[Task item]
Pull every line with the word "symbol" out of the entries below.
------ Dataset content
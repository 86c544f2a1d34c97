//--------------------------------------------------------------------------------------------------
// MODULE OVERVIEW
//--------------------------------------------------------------------------------------------------
// This module defines the plain data entities shared by the P2P escrow flow and the trading
// order book. Entities carry no policy; every transition lives in the service layer.
//
// | Section            | Description                                                      |
// |--------------------|------------------------------------------------------------------|
// | ENUMS              | Sides, roles, statuses, order kinds, dispute vocabularies         |
// | STRUCTS            | SimpleOrder, TradingOrder, TradeExecution, Escrow, Dispute        |
// | TESTS              | Serialization of the wire-visible enums                          |
//--------------------------------------------------------------------------------------------------

//--------------------------------------------------------------------------------------------------
//  ENUMS
//--------------------------------------------------------------------------------------------------
// | Name                | Description                                                  |
// |---------------------|--------------------------------------------------------------|
// | Side                | Buy or sell intent                                           |
// | VerificationLevel   | Identity tier used by the daily limit step function          |
// | ActorRole           | Capability carried by the caller (user/adjudicator/admin)    |
// | SimpleOrderStatus   | P2P order lifecycle states                                   |
// | PaymentMethod       | Fiat rails a P2P order may settle over                       |
// | TradingOrderKind    | market, limit, stop_loss, stop_limit, trailing_stop          |
// | TradingOrderStatus  | pending, partially_filled, filled, cancelled                 |
// | TimeInForce         | GTC or dated (GTD)                                           |
// | EscrowStatus        | held, released, refunded                                     |
// | DisputeType/Status  | Dispute vocabulary                                           |
// | DisputeOutcome      | buyer_favor, seller_favor, cancel_order, other               |
// | RiskFlag            | Advisory annotations from the risk gate                      |
//--------------------------------------------------------------------------------------------------

use std::fmt;

use chrono::{DateTime, Utc};
use rust_decimal::Decimal;
use serde::{Deserialize, Serialize};
use uuid::Uuid;

/// Represents the side of an order.
#[derive(Debug, Clone, Copy, PartialEq, Eq, Hash, Serialize, Deserialize)]
#[serde(rename_all = "snake_case")]
pub enum Side {
    /// Wants to receive the crypto asset.
    Buy,
    /// Wants to give up the crypto asset.
    Sell,
}

impl Side {
    pub fn opposite(&self) -> Self {
        match self {
            Self::Buy => Self::Sell,
            Self::Sell => Self::Buy,
        }
    }
}

/// Verification tier reported by the identity service.
#[derive(Debug, Clone, Copy, PartialEq, Eq, Hash, Default, Serialize, Deserialize)]
pub enum VerificationLevel {
    #[default]
    #[serde(rename = "unverified")]
    Unverified,
    #[serde(rename = "level_1")]
    Level1,
    #[serde(rename = "level_2")]
    Level2,
    #[serde(rename = "level_3")]
    Level3,
}

/// Capability carried by a caller.
#[derive(Debug, Clone, Copy, PartialEq, Eq, Hash, Default, Serialize, Deserialize)]
#[serde(rename_all = "snake_case")]
pub enum ActorRole {
    #[default]
    User,
    Adjudicator,
    Admin,
}

/// The authenticated identity performing an operation.
#[derive(Debug, Clone, Copy, PartialEq, Eq, Serialize, Deserialize)]
pub struct Actor {
    pub user_id: Uuid,
    pub role: ActorRole,
}

impl Actor {
    pub fn user(user_id: Uuid) -> Self {
        Self { user_id, role: ActorRole::User }
    }

    pub fn adjudicator(user_id: Uuid) -> Self {
        Self { user_id, role: ActorRole::Adjudicator }
    }

    pub fn admin(user_id: Uuid) -> Self {
        Self { user_id, role: ActorRole::Admin }
    }
}

/// Status of a P2P order.
#[derive(Debug, Clone, Copy, PartialEq, Eq, Hash, PartialOrd, Ord, Serialize, Deserialize)]
#[serde(rename_all = "snake_case")]
pub enum SimpleOrderStatus {
    Active,
    Matched,
    InProgress,
    Completed,
    Cancelled,
    InDispute,
    DisputeResolved,
    OnHold,
}

impl SimpleOrderStatus {
    pub fn as_str(&self) -> &'static str {
        match self {
            Self::Active => "active",
            Self::Matched => "matched",
            Self::InProgress => "in_progress",
            Self::Completed => "completed",
            Self::Cancelled => "cancelled",
            Self::InDispute => "in_dispute",
            Self::DisputeResolved => "dispute_resolved",
            Self::OnHold => "on_hold",
        }
    }
}

impl fmt::Display for SimpleOrderStatus {
    fn fmt(&self, f: &mut fmt::Formatter<'_>) -> fmt::Result {
        f.write_str(self.as_str())
    }
}

/// Fiat rail the counterparties agreed on.
#[derive(Debug, Clone, Copy, PartialEq, Eq, Hash, Serialize, Deserialize)]
#[serde(rename_all = "snake_case")]
pub enum PaymentMethod {
    BankTransfer,
    MobileMoney,
    Cryptocurrency,
    GiftCard,
    Paypal,
    Venmo,
    CashApp,
    DebitCreditCard,
    CashDeposit,
    PeerToPeerCash,
}

/// Reference data for an order-book market.
#[derive(Debug, Clone, PartialEq, Eq, Serialize, Deserialize)]
pub struct TradingPair {
    pub id: Uuid,
    pub base_asset: String,
    pub quote_asset: String,
    pub active: bool,
}

impl TradingPair {
    pub fn symbol(&self) -> String {
        format!("{}/{}", self.base_asset, self.quote_asset)
    }
}

/// Advisory annotation attached to an order by the risk gate.
#[derive(Debug, Clone, Copy, PartialEq, Eq, Hash, Serialize, Deserialize)]
#[serde(rename_all = "snake_case")]
pub enum RiskFlag {
    NearDailyLimit,
    DailyLimitExceeded,
    HighVelocity,
    LowReputation,
}

/// One-sided P2P intent. Exactly one of `seller_id`/`buyer_id` is set at creation
/// (the owner's slot); the other is filled in when a counterparty matches.
#[derive(Debug, Clone, PartialEq, Serialize, Deserialize)]
pub struct SimpleOrder {
    pub id: Uuid,
    /// User who created the order
    pub owner_id: Uuid,
    /// Owner's intent: `Sell` means seller-initiated
    pub side: Side,
    pub seller_id: Option<Uuid>,
    pub buyer_id: Option<Uuid>,
    /// Crypto asset symbol, e.g. `BTC`
    pub asset: String,
    pub fiat_currency: String,
    pub quantity: Decimal,
    pub unit_price: Decimal,
    /// Always `quantity * unit_price`
    pub total_amount: Decimal,
    pub payment_method: PaymentMethod,
    pub status: SimpleOrderStatus,
    pub terms: Option<String>,
    /// Id returned by the external payment-transaction service
    pub payment_reference: Option<String>,
    pub proof_of_payment: Option<String>,
    pub risk_flags: Vec<RiskFlag>,
    pub created_at: DateTime<Utc>,
    pub updated_at: DateTime<Utc>,
    pub matched_at: Option<DateTime<Utc>>,
    pub payment_submitted_at: Option<DateTime<Utc>>,
    pub completed_at: Option<DateTime<Utc>>,
    pub cancelled_at: Option<DateTime<Utc>>,
}

/// Kind of an order-book order.
#[derive(Debug, Clone, Copy, PartialEq, Eq, Hash, Serialize, Deserialize)]
#[serde(rename_all = "snake_case")]
pub enum TradingOrderKind {
    Market,
    Limit,
    StopLoss,
    StopLimit,
    TrailingStop,
}

/// Status of an order-book order.
#[derive(Debug, Clone, Copy, PartialEq, Eq, Hash, Serialize, Deserialize)]
#[serde(rename_all = "snake_case")]
pub enum TradingOrderStatus {
    Pending,
    PartiallyFilled,
    Filled,
    Cancelled,
}

impl TradingOrderStatus {
    pub fn is_terminal(&self) -> bool {
        matches!(self, Self::Filled | Self::Cancelled)
    }
}

/// Defines how long an order remains eligible.
#[derive(Debug, Clone, Copy, PartialEq, Eq, Default, Serialize, Deserialize)]
#[serde(rename_all = "snake_case")]
pub enum TimeInForce {
    /// Good till cancelled
    #[default]
    Gtc,
    /// Good till the given instant
    Gtd(DateTime<Utc>),
}

#[derive(Debug, Clone, Copy, PartialEq, Eq, Hash, Serialize, Deserialize)]
#[serde(rename_all = "snake_case")]
pub enum OrderGroupKind {
    Oco,
    Grid,
}

/// Position of an order inside its group.
#[derive(Debug, Clone, Copy, PartialEq, Eq, Hash, Serialize, Deserialize)]
#[serde(rename_all = "snake_case")]
pub enum GroupRole {
    OcoLimit,
    OcoStop,
    GridLevel,
    StopLoss,
    TakeProfit,
}

#[derive(Debug, Clone, Copy, PartialEq, Eq, Serialize, Deserialize)]
pub struct OrderGroup {
    pub id: Uuid,
    pub kind: OrderGroupKind,
    pub role: GroupRole,
}

/// Distance kept between the best favourable price and the trailing stop.
#[derive(Debug, Clone, Copy, PartialEq, Eq, Serialize, Deserialize)]
#[serde(rename_all = "snake_case")]
pub enum TrailingOffset {
    Amount(Decimal),
    Percent(Decimal),
}

#[derive(Debug, Clone, Copy, PartialEq, Eq, Serialize, Deserialize)]
pub struct TrailingState {
    pub offset: TrailingOffset,
    /// Best favourable price seen since activation
    pub best_price: Option<Decimal>,
}

/// Order-book order for a trading pair.
#[derive(Debug, Clone, PartialEq, Serialize, Deserialize)]
pub struct TradingOrder {
    pub id: Uuid,
    pub user_id: Uuid,
    pub trading_pair_id: Uuid,
    pub kind: TradingOrderKind,
    pub side: Side,
    pub quantity: Decimal,
    pub limit_price: Option<Decimal>,
    /// Trigger level; maintained by the engine for trailing stops
    pub stop_price: Option<Decimal>,
    pub time_in_force: TimeInForce,
    pub status: TradingOrderStatus,
    pub executed_quantity: Decimal,
    /// Volume-weighted average fill price
    pub avg_fill_price: Option<Decimal>,
    pub group: Option<OrderGroup>,
    pub trailing: Option<TrailingState>,
    /// Arrival sequence within the pair, used as the time tie-break
    pub sequence: u64,
    pub triggered_at: Option<DateTime<Utc>>,
    pub created_at: DateTime<Utc>,
    pub updated_at: DateTime<Utc>,
}

impl TradingOrder {
    pub fn remaining_quantity(&self) -> Decimal {
        self.quantity - self.executed_quantity
    }
}

/// Which party bears the fee on an execution.
#[derive(Debug, Clone, Copy, PartialEq, Eq, Hash, Default, Serialize, Deserialize)]
#[serde(rename_all = "snake_case")]
pub enum FeePayer {
    Maker,
    #[default]
    Taker,
    Buyer,
    Seller,
}

#[derive(Debug, Clone, Copy, PartialEq, Eq, Hash, Serialize, Deserialize)]
#[serde(rename_all = "snake_case")]
pub enum ExecutionKind {
    /// Automatic crossing in a trading pair's book
    BookMatch,
    /// Settlement leg of a P2P escrow release
    P2pSettlement,
}

/// Immutable record of one match.
#[derive(Debug, Clone, PartialEq, Serialize, Deserialize)]
pub struct TradeExecution {
    pub id: Uuid,
    pub kind: ExecutionKind,
    pub maker_order_id: Uuid,
    /// Absent for P2P settlements, which have no incoming order
    pub taker_order_id: Option<Uuid>,
    pub maker_user_id: Uuid,
    pub taker_user_id: Uuid,
    pub trading_pair_id: Option<Uuid>,
    pub symbol: String,
    /// Side of the taker
    pub side: Side,
    pub quantity: Decimal,
    pub price: Decimal,
    pub quote_amount: Decimal,
    pub fee: Decimal,
    pub fee_payer: FeePayer,
    pub executed_at: DateTime<Utc>,
}

#[derive(Debug, Clone, Copy, PartialEq, Eq, Hash, Serialize, Deserialize)]
#[serde(rename_all = "snake_case")]
pub enum EscrowStatus {
    Held,
    Released,
    Refunded,
}

impl fmt::Display for EscrowStatus {
    fn fmt(&self, f: &mut fmt::Formatter<'_>) -> fmt::Result {
        f.write_str(match self {
            Self::Held => "held",
            Self::Released => "released",
            Self::Refunded => "refunded",
        })
    }
}

/// Custodial hold of the traded asset for one matched order.
#[derive(Debug, Clone, PartialEq, Serialize, Deserialize)]
pub struct Escrow {
    pub id: Uuid,
    pub order_id: Uuid,
    pub asset: String,
    /// Equal to the order quantity
    pub amount: Decimal,
    pub status: EscrowStatus,
    /// Set by the administrative hold; does not change ownership
    pub held_for_review: bool,
    pub notes: Option<String>,
    pub created_at: DateTime<Utc>,
    pub released_at: Option<DateTime<Utc>>,
    pub refunded_at: Option<DateTime<Utc>>,
}

#[derive(Debug, Clone, Copy, PartialEq, Eq, Hash, Serialize, Deserialize)]
#[serde(rename_all = "snake_case")]
pub enum DisputeType {
    PaymentNotReceived,
    PaymentNotMade,
    Other,
}

#[derive(Debug, Clone, Copy, PartialEq, Eq, Hash, Serialize, Deserialize)]
#[serde(rename_all = "snake_case")]
pub enum DisputeStatus {
    Open,
    Resolved,
}

#[derive(Debug, Clone, Copy, PartialEq, Eq, Hash, Serialize, Deserialize)]
#[serde(rename_all = "snake_case")]
pub enum DisputeOutcome {
    BuyerFavor,
    SellerFavor,
    CancelOrder,
    Other,
}

#[derive(Debug, Clone, Copy, PartialEq, Eq, Hash, Serialize, Deserialize)]
#[serde(rename_all = "snake_case")]
pub enum EvidenceType {
    Image,
    Document,
    TransactionProof,
    CommunicationLog,
    Other,
}

/// Append-only evidence entry.
#[derive(Debug, Clone, PartialEq, Serialize, Deserialize)]
pub struct Evidence {
    pub evidence_type: EvidenceType,
    pub content: String,
    pub url: Option<String>,
    pub submitted_by: Uuid,
    pub submitted_at: DateTime<Utc>,
}

#[derive(Debug, Clone, PartialEq, Serialize, Deserialize)]
pub struct Dispute {
    pub id: Uuid,
    pub order_id: Uuid,
    pub initiator_id: Uuid,
    pub dispute_type: DisputeType,
    pub description: String,
    pub evidence: Vec<Evidence>,
    pub status: DisputeStatus,
    pub outcome: Option<DisputeOutcome>,
    pub resolver_id: Option<Uuid>,
    pub resolution_notes: Option<String>,
    pub created_at: DateTime<Utc>,
    pub resolved_at: Option<DateTime<Utc>>,
}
------------
[Solution for this problem]
    pub fn symbol(&self) -> String {
    /// Crypto asset symbol, e.g. `BTC`
    pub symbol: String,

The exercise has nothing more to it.